El corazon determina

El Corazón Determina el Rumbo de tu Vida

La Biblia enseña que el corazón es el centro de nuestras decisiones, emociones y pensamientos. Proverbios 4:23 nos exhorta: «Sobre toda cosa guardada, guarda tu corazón; porque de él mana la vida». Este versículo nos muestra que lo que permitimos en nuestro corazón afectará directamente nuestro destino.

La Naturaleza del Corazón Humano

Jesús mismo habló sobre la condición del corazón en Mateo 15:19: «Porque del corazón salen los malos pensamientos, los homicidios, los adulterios, las fornicaciones, los hurtos, los falsos testimonios, las blasfemias». Esto nos muestra que el pecado no es simplemente una acción externa, sino que comienza en lo más profundo de nuestro ser.

El profeta Jeremías también describe la naturaleza del corazón en Jeremías 17:9: «Engañoso es el corazón más que todas las cosas, y perverso; ¿quién lo conocerá?». Esto significa que nuestra propia perspectiva puede ser engañosa y necesitamos la guía de Dios para no desviarnos.

Dios Conoce el Corazón

Aunque el hombre no pueda conocer su propio corazón, Dios sí lo conoce a profundidad.
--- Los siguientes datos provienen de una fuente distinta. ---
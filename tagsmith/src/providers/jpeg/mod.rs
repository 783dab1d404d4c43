//! JPEG is an older image format designed with old-school compression in mind.
//!
//! It uses an unfortunate internal structure that's difficult to parse and
//! edit, so this crate treads lightly: metadata lives in a handful of
//! application segments, and everything else is copied byte-for-byte.

use std::collections::BTreeMap;

use tagsmith_types::key::Family;
use winnow::{Parser as _, binary::be_u32, error::EmptyError, token::take};

use self::scan::{SOI_MARKER_CODE, Segment, SegmentKind, Segments};
use crate::{
    MetadataProvider,
    container::{FamilyStatus, Metadata},
    error::EngineError,
    exif, iptc,
    options::WriteOptions,
    preview::{self, PreviewError, PreviewImage, PreviewProperties},
    xmp::{self, DecodedXmp},
};

mod error;
pub mod scan;
mod write;

pub use error::JpegError;

/// A JPEG file, with its metadata decoded.
#[derive(Clone, Debug)]
pub struct Jpeg {
    bytes: Vec<u8>,
    metadata: Metadata,
}

impl Jpeg {
    /// The file this was read from.
    pub fn bytes(&self) -> &[u8] {
        &self.bytes
    }

    /// Takes the metadata, dropping the file.
    pub fn into_metadata(self) -> Metadata {
        self.metadata
    }
}

impl MetadataProvider for Jpeg {
    type ConstructionError = JpegError;

    fn magic_number(input: &[u8]) -> bool {
        input.starts_with(&[0xFF, SOI_MARKER_CODE, 0xFF])
    }

    fn new(
        input: &impl AsRef<[u8]>,
    ) -> Result<Self, <Self as MetadataProvider>::ConstructionError> {
        let bytes = input.as_ref();
        Ok(Self {
            metadata: parse(bytes)?,
            bytes: bytes.to_vec(),
        })
    }

    fn metadata(&self) -> &Metadata {
        &self.metadata
    }

    fn metadata_mut(&mut self) -> &mut Metadata {
        &mut self.metadata
    }

    fn previews(&self) -> Vec<PreviewProperties> {
        preview::properties(&self.metadata)
    }

    fn extract_preview(&self, props: &PreviewProperties) -> Result<PreviewImage, PreviewError> {
        preview::extract(&self.bytes, props)
    }

    fn write_with(&self, options: &WriteOptions) -> Result<Vec<u8>, EngineError> {
        write::rewrite(&self.bytes, &self.metadata, options)
    }
}

/// Reads every metadata family out of a JPEG.
///
/// Only a broken segment structure is fatal. A metadata block that can't be
/// decoded is recorded on its family and skipped.
fn parse(bytes: &[u8]) -> Result<Metadata, JpegError> {
    let mut metadata = Metadata::new();

    let mut seen_exif = false;
    let mut xmp: Option<Segment> = None;
    let mut extended: Vec<Segment> = Vec::new();
    let mut photoshop: Option<Vec<u8>> = None;

    for seg in Segments::new(bytes)? {
        let seg = seg?;

        match seg.kind {
            SegmentKind::App1Exif if !seen_exif => {
                read_exif(&mut metadata, &seg);
                seen_exif = true;
            }
            SegmentKind::App1Xmp if xmp.is_none() => xmp = Some(seg),
            SegmentKind::App1Exif | SegmentKind::App1Xmp => {
                log::debug!(
                    "Ignoring duplicate `{:?}` segment at offset `{}`.",
                    seg.kind,
                    seg.offset
                );
            }
            SegmentKind::App1ExtendedXmp => extended.push(seg),

            // Photoshop splits big resource blocks over many segments
            SegmentKind::App13Photoshop => photoshop
                .get_or_insert_with(Vec::new)
                .extend_from_slice(seg.signature_payload()),

            SegmentKind::Comment if metadata.comment.is_none() => {
                let payload = seg.payload();
                let end = payload.iter().rposition(|b| *b != 0).map_or(0, |i| i + 1);
                metadata.comment = Some(String::from_utf8_lossy(&payload[..end]).into_owned());
            }

            SegmentKind::Comment | SegmentKind::Other | SegmentKind::ImageData => (),
        }
    }

    if let Some(seg) = xmp {
        read_xmp(&mut metadata, &seg, &extended);
    }

    if let Some(blob) = photoshop {
        read_iptc(&mut metadata, &blob);
    }

    Ok(metadata)
}

fn read_exif(metadata: &mut Metadata, seg: &Segment) {
    let tiff_offset = seg.payload_offset() + scan::EXIF_SIG.len();

    match exif::decode(seg.signature_payload(), tiff_offset) {
        Ok(decoded) => {
            log::debug!("Decoded `{}` Exif entries.", decoded.entries.len());
            metadata.put_entries(Family::Exif, decoded.entries);
            metadata.exif_state = decoded.state;
            metadata.set_status(Family::Exif, FamilyStatus::Decoded);
            for w in decoded.warnings {
                metadata.warn(Family::Exif, w);
            }
        }
        Err(e) => {
            metadata.warn(Family::Exif, format!("Skipping Exif block. err: {e}"));
            metadata.set_status(Family::Exif, FamilyStatus::Undecodable(e.to_string()));
        }
    }
}

fn read_xmp(metadata: &mut Metadata, seg: &Segment, extended: &[Segment]) {
    let mut decoded: DecodedXmp = match xmp::decode(seg.signature_payload()) {
        Ok(d) => d,
        Err(e) => {
            metadata.warn(Family::Xmp, format!("Skipping XMP packet. err: {e}"));
            metadata.set_status(Family::Xmp, FamilyStatus::Undecodable(e.to_string()));
            return;
        }
    };

    if let Some(guid) = decoded.extended_guid.clone() {
        match extended_packet(&guid, extended) {
            Ok(packet) => {
                if let Err(e) = decoded.merge(&packet) {
                    decoded
                        .warnings
                        .push(format!("Skipping extended XMP packet. err: {e}"));
                }
            }
            Err(reason) => decoded
                .warnings
                .push(format!("Skipping extended XMP packet. reason: {reason}")),
        }
    } else if !extended.is_empty() {
        log::debug!("Found extended XMP chunks, but the main packet doesn't point at them.");
    }

    log::debug!("Decoded `{}` XMP properties.", decoded.entries.len());
    metadata.put_entries(Family::Xmp, decoded.entries);
    metadata.xmp_state = decoded.state;
    metadata.set_status(Family::Xmp, FamilyStatus::Decoded);
    for w in decoded.warnings {
        metadata.warn(Family::Xmp, w);
    }
}

fn read_iptc(metadata: &mut Metadata, blob: &[u8]) {
    match iptc::decode(blob) {
        Ok(decoded) => {
            log::debug!("Decoded `{}` IPTC datasets.", decoded.entries.len());
            metadata.put_entries(Family::Iptc, decoded.entries);
            metadata.iptc_state = decoded.state;
            metadata.set_status(Family::Iptc, FamilyStatus::Decoded);
            for w in decoded.warnings {
                metadata.warn(Family::Iptc, w);
            }
        }
        Err(e) => {
            metadata.warn(Family::Iptc, format!("Skipping Photoshop resources. err: {e}"));
            metadata.set_status(Family::Iptc, FamilyStatus::Undecodable(e.to_string()));
        }
    }
}

/// One chunk of an extended XMP packet.
struct ExtendedChunk<'a> {
    guid: &'a [u8],
    full_len: u32,
    offset: u32,
    data: &'a [u8],
}

fn extended_chunk<'a>(seg: &Segment<'a>) -> Option<ExtendedChunk<'a>> {
    let input: &mut &'a [u8] = &mut seg.signature_payload();

    let (guid, full_len, offset): (&[u8], u32, u32) = (take(32_usize), be_u32, be_u32)
        .parse_next(input)
        .map_err(|_: EmptyError| {
            log::warn!("Extended XMP chunk at offset `{}` is too short.", seg.offset)
        })
        .ok()?;

    Some(ExtendedChunk {
        guid,
        full_len,
        offset,
        data: input,
    })
}

/// Puts the extended packet with the given GUID back together.
///
/// Chunks can come in any order, so they're sorted by their offset into the
/// full packet.
fn extended_packet(guid: &str, segments: &[Segment]) -> Result<Vec<u8>, String> {
    let mut chunks: BTreeMap<u32, ExtendedChunk> = BTreeMap::new();
    let mut full_len: Option<u32> = None;

    for chunk in segments.iter().filter_map(extended_chunk) {
        if chunk.guid != guid.as_bytes() {
            log::debug!("Skipping extended XMP chunk for another packet.");
            continue;
        }

        match full_len {
            Some(len) if len != chunk.full_len => {
                return Err(format!(
                    "chunks disagree on the packet length. \
                    `{len}` vs. `{}`",
                    chunk.full_len
                ));
            }
            _ => full_len = Some(chunk.full_len),
        }

        chunks.insert(chunk.offset, chunk);
    }

    let Some(full_len) = full_len else {
        return Err(format!("no chunks were found for GUID `{guid}`"));
    };

    let mut packet: Vec<u8> = Vec::with_capacity(full_len as usize);
    for (offset, chunk) in chunks {
        if offset as usize != packet.len() {
            return Err(format!(
                "expected a chunk at offset `{}`, but the next one is at `{offset}`",
                packet.len()
            ));
        }
        packet.extend_from_slice(chunk.data);
    }

    if packet.len() != full_len as usize {
        return Err(format!(
            "packet should be `{full_len}` bytes, but the chunks hold `{}`",
            packet.len()
        ));
    }

    log::trace!("Reassembled `{full_len}` bytes of extended XMP.");
    Ok(packet)
}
Jeremías 17:10 dice: «Yo, Jehová, que escudriño la mente, que pruebo el corazón, para dar a cada uno según su camino, según el fruto de sus obras».

Esto significa que no podemos ocultarle nada a Dios. Él sabe nuestras verdaderas intenciones y nos llama a rendirle nuestro corazón para que sea transformado.

La Transformación del Corazón

Si nuestro corazón es engañoso, ¿qué podemos hacer? La respuesta está en Ezequiel 36:26: «Os daré corazón nuevo, y pondré espíritu nuevo dentro de vosotros; y quitaré de vuestra carne el corazón de piedra, y os daré un corazón de carne». Dios quiere hacer una obra de regeneración en nosotros, cambiando nuestros deseos y pensamientos.

Ejemplo Práctico: La Conversión de Pablo

Un claro ejemplo de transformación del corazón es el apóstol Pablo. Antes de conocer a Cristo, era perseguidor de los cristianos, pero cuando tuvo un encuentro con Jesús en el camino a Damasco, su corazón fue cambiado completamente (Hechos 9). Pasó de ser un hombre lleno de odio a ser un fiel seguidor de Cristo.

La Relación entre el Corazón y Nuestras Decisiones

Jesús enseñó en Mateo 6:21: «Porque donde esté vuestro tesoro, allí estará también vuestro corazón». Esto nos muestra que nuestras decisiones están influenciadas por lo que valoramos en el corazón. Si nuestro tesoro está en Dios, nuestras decisiones reflejarán su voluntad.

Un corazón que no está alineado con Dios puede llevarnos por caminos equivocados. Por ejemplo, en la historia del joven rico (Mateo 19:16-22), vemos que su corazón estaba apegado a las riquezas, lo que le impidió seguir a Cristo.

Guardando Nuestro Corazón

Dado que el corazón determina el rumbo de nuestra vida, debemos cuidarlo y someterlo a Dios. Algunas maneras prácticas de hacerlo incluyen:

  1. Leer la Palabra de Dios: Salmos 119:11 dice: «En mi corazón he guardado tus dichos, para no pecar contra ti». La Escritura nos ayuda a discernir lo que es correcto.
  2. Orar Constantemente: Filipenses 4:6-7 nos anima a llevar nuestras preocupaciones a Dios para recibir su paz, la cual guardará nuestros corazones.
  3. Alejarnos del Pecado: Proverbios 4:24-27 nos exhorta a apartarnos del mal y a fijar nuestra mirada en el camino correcto.
  4. Ser Sensibles a la Dirección del Espíritu Santo: Gálatas 5:16 nos llama a vivir guiados por el Espíritu para no satisfacer los deseos de la carne.

Conclusión

El corazón es clave en nuestra vida espiritual. Lo que permitimos en él determinará nuestras decisiones y, en última instancia, nuestro destino. Dios nos llama a rendirle nuestro corazón, a confiar en él y a permitirle transformarnos para que podamos caminar en sus caminos.

Oremos para que nuestro corazón esté alineado con Dios y que podamos vivir de acuerdo con su voluntad, sabiendo que él tiene un futuro y una esperanza para nosotros (Jeremías 29:11).